++++ Exercise materials ++++

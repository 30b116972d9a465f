use std::collections::HashMap;
use std::path::Path;
use std::sync::atomic::{AtomicBool, AtomicI64, Ordering};
use std::sync::Arc;

use parking_lot::Mutex;
use serde_json::{json, Value};
use tokio::sync::oneshot;

use crate::collection::CollectionManager;
use crate::error::{EngineError, EngineResult};
use crate::indexer::{BatchedIndexer, RequestMeta, WriteResponse};
use crate::store::Store;

/// A decoded consensus log entry: one chunk of a replicated HTTP write.
#[derive(Debug, Clone, serde::Serialize, serde::Deserialize)]
pub struct LogEntry {
    pub meta: RequestMeta,
    #[serde(with = "serde_bytes_b64")]
    pub chunk: Vec<u8>,
    pub is_last_chunk: bool,
}

/// Chunks travel base64-inside-JSON so the log payload stays printable.
mod serde_bytes_b64 {
    use base64::{engine::general_purpose, Engine as _};
    use serde::{Deserialize, Deserializer, Serializer};

    pub fn serialize<S: Serializer>(bytes: &[u8], serializer: S) -> Result<S::Ok, S::Error> {
        serializer.serialize_str(&general_purpose::STANDARD.encode(bytes))
    }

    pub fn deserialize<'de, D: Deserializer<'de>>(deserializer: D) -> Result<Vec<u8>, D::Error> {
        let text = String::deserialize(deserializer)?;
        general_purpose::STANDARD
            .decode(text)
            .map_err(serde::de::Error::custom)
    }
}

/// The contract the consensus library drives. The core supplies the single
/// implementation (`ReplicatedEngine`); transports call into it in log order.
pub trait StateMachine: Send + Sync {
    /// Apply one committed entry at `index`. A failure here poisons the
    /// index: the marker persists and the next boot skips the record.
    fn apply(&self, index: i64, entry: &LogEntry) -> EngineResult<()>;

    /// Quiesce writers, checkpoint the store and serialize component state
    /// into `dir`. Returns the manifest of written files.
    fn on_snapshot_save(&self, dir: &Path) -> EngineResult<Vec<String>>;

    /// Replace all local state with the snapshot in `dir`.
    fn on_snapshot_load(&self, dir: &Path) -> EngineResult<()>;

    fn on_leader_start(&self, term: i64);
    fn on_leader_stop(&self);
    fn on_configuration_committed(&self, peers: &[String]);
}

const DB_SNAPSHOT_DIR: &str = "db_snapshot";
const STATE_FILE: &str = "state.json";
const MANIFEST_FILE: &str = "manifest.json";

/// The replicated write path: decodes log entries into indexer work, owns the
/// applied-index watermark and the readiness bits, and drives snapshots.
pub struct ReplicatedEngine {
    store: Arc<Store>,
    manager: Arc<CollectionManager>,
    indexer: Arc<BatchedIndexer>,
    applied_index: AtomicI64,
    leader_term: AtomicI64,
    read_caught_up: AtomicBool,
    write_caught_up: AtomicBool,
    /// Response channels of writes this node originated, keyed by req id.
    pending: Mutex<HashMap<u64, oneshot::Sender<WriteResponse>>>,
}

impl ReplicatedEngine {
    pub fn new(
        store: Arc<Store>,
        manager: Arc<CollectionManager>,
        indexer: Arc<BatchedIndexer>,
    ) -> Self {
        Self {
            store,
            manager,
            indexer,
            applied_index: AtomicI64::new(0),
            leader_term: AtomicI64::new(-1),
            read_caught_up: AtomicBool::new(false),
            write_caught_up: AtomicBool::new(false),
            pending: Mutex::new(HashMap::new()),
        }
    }

    pub fn manager(&self) -> &Arc<CollectionManager> {
        &self.manager
    }

    pub fn indexer(&self) -> &Arc<BatchedIndexer> {
        &self.indexer
    }

    pub fn applied_index(&self) -> i64 {
        self.applied_index.load(Ordering::SeqCst)
    }

    pub fn leader_term(&self) -> i64 {
        self.leader_term.load(Ordering::SeqCst)
    }

    pub fn is_read_caught_up(&self) -> bool {
        self.read_caught_up.load(Ordering::SeqCst)
    }

    pub fn is_write_caught_up(&self) -> bool {
        self.write_caught_up.load(Ordering::SeqCst)
    }

    pub fn set_caught_up(&self, read: bool, write: bool) {
        self.read_caught_up.store(read, Ordering::SeqCst);
        self.write_caught_up.store(write, Ordering::SeqCst);
    }

    /// Register the response channel for a write this node originated. The
    /// channel fires when the entry has been applied locally.
    pub fn register_pending(&self, req_id: u64) -> oneshot::Receiver<WriteResponse> {
        let (tx, rx) = oneshot::channel();
        self.pending.lock().insert(req_id, tx);
        rx
    }

    pub fn boot(&self) -> EngineResult<()> {
        self.indexer.populate_skip_index()?;
        self.manager.load()?;
        self.read_caught_up.store(true, Ordering::SeqCst);
        Ok(())
    }
}

impl StateMachine for ReplicatedEngine {
    fn apply(&self, index: i64, entry: &LogEntry) -> EngineResult<()> {
        let mut meta = entry.meta.clone();
        meta.log_index = index;
        let notify = self.pending.lock().remove(&meta.req_id);

        // The drain worker wraps the actual apply in the poison marker; a
        // failure to even enqueue pins the marker here so the next boot can
        // skip the record.
        let applied = self
            .indexer
            .enqueue(meta, &entry.chunk, entry.is_last_chunk, notify);
        match applied {
            Ok(()) => {
                self.applied_index.store(index, Ordering::SeqCst);
                Ok(())
            }
            Err(e) => {
                self.indexer.persist_applying_index(index)?;
                tracing::error!("Apply failed at log index {}: {}", index, e);
                Err(EngineError::Fatal(format!(
                    "Apply failed at log index {}: {}",
                    index, e
                )))
            }
        }
    }

    fn on_snapshot_save(&self, dir: &Path) -> EngineResult<Vec<String>> {
        std::fs::create_dir_all(dir)
            .map_err(|e| EngineError::Fatal(format!("Cannot create snapshot dir: {}", e)))?;

        // Snapshots see a quiesced indexer; enqueues keep landing meanwhile.
        let pause = self.indexer.pause_lock();
        let _guard = pause.write();

        let db_dir = dir.join(DB_SNAPSHOT_DIR);
        if db_dir.exists() {
            std::fs::remove_dir_all(&db_dir)
                .map_err(|e| EngineError::Fatal(format!("Cannot clear snapshot dir: {}", e)))?;
        }
        self.store.checkpoint(&db_dir)?;

        let state = json!({
            "applied_index": self.applied_index.load(Ordering::SeqCst),
            "batched_indexer": self.indexer.serialize_state(),
        });
        std::fs::write(dir.join(STATE_FILE), state.to_string())
            .map_err(|e| EngineError::Fatal(format!("Cannot write snapshot state: {}", e)))?;

        let manifest = vec![DB_SNAPSHOT_DIR.to_string(), STATE_FILE.to_string()];
        std::fs::write(
            dir.join(MANIFEST_FILE),
            json!({ "files": manifest }).to_string(),
        )
        .map_err(|e| EngineError::Fatal(format!("Cannot write snapshot manifest: {}", e)))?;

        tracing::info!("Snapshot saved to {:?}", dir);
        Ok(manifest)
    }

    fn on_snapshot_load(&self, dir: &Path) -> EngineResult<()> {
        let raw = std::fs::read_to_string(dir.join(STATE_FILE))
            .map_err(|e| EngineError::Fatal(format!("Cannot read snapshot state: {}", e)))?;
        let state: Value = serde_json::from_str(&raw)
            .map_err(|e| EngineError::Fatal(format!("Corrupt snapshot state: {}", e)))?;

        self.store.reload(true, &dir.join(DB_SNAPSHOT_DIR))?;
        self.manager.load()?;
        self.indexer
            .load_state(state.get("batched_indexer").unwrap_or(&Value::Null));
        self.applied_index.store(
            state
                .get("applied_index")
                .and_then(Value::as_i64)
                .unwrap_or(0),
            Ordering::SeqCst,
        );
        self.read_caught_up.store(true, Ordering::SeqCst);

        tracing::info!(
            "Snapshot loaded from {:?} (applied index {})",
            dir,
            self.applied_index()
        );
        Ok(())
    }

    fn on_leader_start(&self, term: i64) {
        self.leader_term.store(term, Ordering::SeqCst);
        self.write_caught_up.store(true, Ordering::SeqCst);
        tracing::info!("Became leader for term {}", term);
    }

    fn on_leader_stop(&self) {
        self.leader_term.store(-1, Ordering::SeqCst);
        self.write_caught_up.store(false, Ordering::SeqCst);

        // Pending writes fail fast so clients can retry at the new leader.
        let mut pending = self.pending.lock();
        for (_, tx) in pending.drain() {
            let _ = tx.send((
                503,
                json!({"message": "Not the leader anymore; retry at the new leader."}),
            ));
        }
        tracing::info!("Stepped down as leader");
    }

    fn on_configuration_committed(&self, peers: &[String]) {
        tracing::info!("Cluster configuration committed: {:?}", peers);
    }
}

#[cfg(test)]
mod tests {
    use super::*;
    use crate::collection::WriteOperation;
    use crate::indexer::WriteKind;
    use tempfile::TempDir;

    fn engine() -> (TempDir, Arc<ReplicatedEngine>) {
        let dir = TempDir::new().unwrap();
        let store = Arc::new(Store::new(dir.path().join("db")).unwrap());
        let manager = Arc::new(CollectionManager::new(store.clone(), 1000));
        let indexer = Arc::new(BatchedIndexer::new(manager.clone(), store.clone(), 2));
        (dir, Arc::new(ReplicatedEngine::new(store, manager, indexer)))
    }

    #[test]
    fn test_log_entry_round_trip() {
        let entry = LogEntry {
            meta: RequestMeta {
                req_id: 5,
                log_index: 0,
                kind: WriteKind::WriteDocument {
                    collection: "books".into(),
                    action: "create".into(),
                },
            },
            chunk: br#"{"id": "0"}"#.to_vec(),
            is_last_chunk: true,
        };
        let encoded = serde_json::to_string(&entry).unwrap();
        let decoded: LogEntry = serde_json::from_str(&encoded).unwrap();
        assert_eq!(decoded.chunk, entry.chunk);
        assert_eq!(decoded.meta.req_id, 5);
        assert!(decoded.is_last_chunk);
    }

    #[test]
    fn test_chunk_codec_handles_binary() {
        for payload in [&b""[..], b"a", b"ab", b"abc", b"hello world \x00\xff"] {
            let entry = LogEntry {
                meta: RequestMeta {
                    req_id: 1,
                    log_index: 0,
                    kind: WriteKind::CreateCollection,
                },
                chunk: payload.to_vec(),
                is_last_chunk: false,
            };
            let encoded = serde_json::to_string(&entry).unwrap();
            let decoded: LogEntry = serde_json::from_str(&encoded).unwrap();
            assert_eq!(decoded.chunk, payload);
        }
    }

    #[test]
    fn test_apply_advances_watermark_and_clears_marker() {
        let dir = TempDir::new().unwrap();
        let store = Arc::new(Store::new(dir.path().join("db")).unwrap());
        let manager = Arc::new(CollectionManager::new(store.clone(), 1000));
        let indexer = Arc::new(BatchedIndexer::new(manager.clone(), store.clone(), 2));
        let engine = ReplicatedEngine::new(store.clone(), manager, indexer);

        let entry = LogEntry {
            meta: RequestMeta {
                req_id: 1,
                log_index: 0,
                kind: WriteKind::CreateCollection,
            },
            chunk: br#"{"name": "books", "fields": [{"name": "t", "type": "string"}]}"#.to_vec(),
            is_last_chunk: true,
        };
        engine.apply(7, &entry).unwrap();
        assert_eq!(engine.applied_index(), 7);
        // A clean apply leaves no poison marker behind.
        assert!(store.scan("$XP").unwrap().is_empty());
    }

    #[test]
    fn test_leader_transitions() {
        let (_dir, engine) = engine();
        engine.on_leader_start(3);
        assert_eq!(engine.leader_term(), 3);
        assert!(engine.is_write_caught_up());

        let rx = engine.register_pending(99);
        engine.on_leader_stop();
        assert_eq!(engine.leader_term(), -1);
        let (code, _) = rx.blocking_recv().unwrap();
        assert_eq!(code, 503);
    }

    #[test]
    fn test_snapshot_save_and_load_round_trip() {
        let dir = TempDir::new().unwrap();
        let store = Arc::new(Store::new(dir.path().join("db")).unwrap());
        let manager = Arc::new(CollectionManager::new(store.clone(), 1000));
        let indexer = Arc::new(BatchedIndexer::new(manager.clone(), store.clone(), 2));
        let engine = ReplicatedEngine::new(store, manager.clone(), indexer);

        manager
            .create_collection(&serde_json::json!({
                "name": "books",
                "fields": [
                    {"name": "title", "type": "string"},
                    {"name": "points", "type": "int32"}
                ],
                "default_sorting_field": "points"
            }))
            .unwrap();
        for i in 0..50 {
            manager
                .add_document(
                    "books",
                    serde_json::json!({"id": i.to_string(), "title": format!("b{}", i), "points": i}),
                    WriteOperation::Create,
                )
                .unwrap();
        }
        engine.applied_index.store(50, Ordering::SeqCst);

        let snap_dir = dir.path().join("snapshot");
        let manifest = engine.on_snapshot_save(&snap_dir).unwrap();
        assert!(manifest.contains(&"state.json".to_string()));

        // Writes after the snapshot are rolled back by the restore.
        manager
            .add_document(
                "books",
                serde_json::json!({"id": "extra", "title": "extra", "points": 1}),
                WriteOperation::Create,
            )
            .unwrap();

        engine.on_snapshot_load(&snap_dir).unwrap();
        assert_eq!(engine.applied_index(), 50);
        let coll = manager.get_collection("books").unwrap();
        let coll = coll.read();
        assert_eq!(coll.indexes.num_documents(), 50);
        assert_eq!(coll.next_seq_id(), 50);
        assert_eq!(coll.seq_id_for("extra").unwrap(), None);
    }
}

++++

Scan the entries above. Copy each line that has the string "extra".

                serde_json::json!({"id": "extra", "title": "extra", "points": 1}),
        assert_eq!(coll.seq_id_for("extra").unwrap(), None);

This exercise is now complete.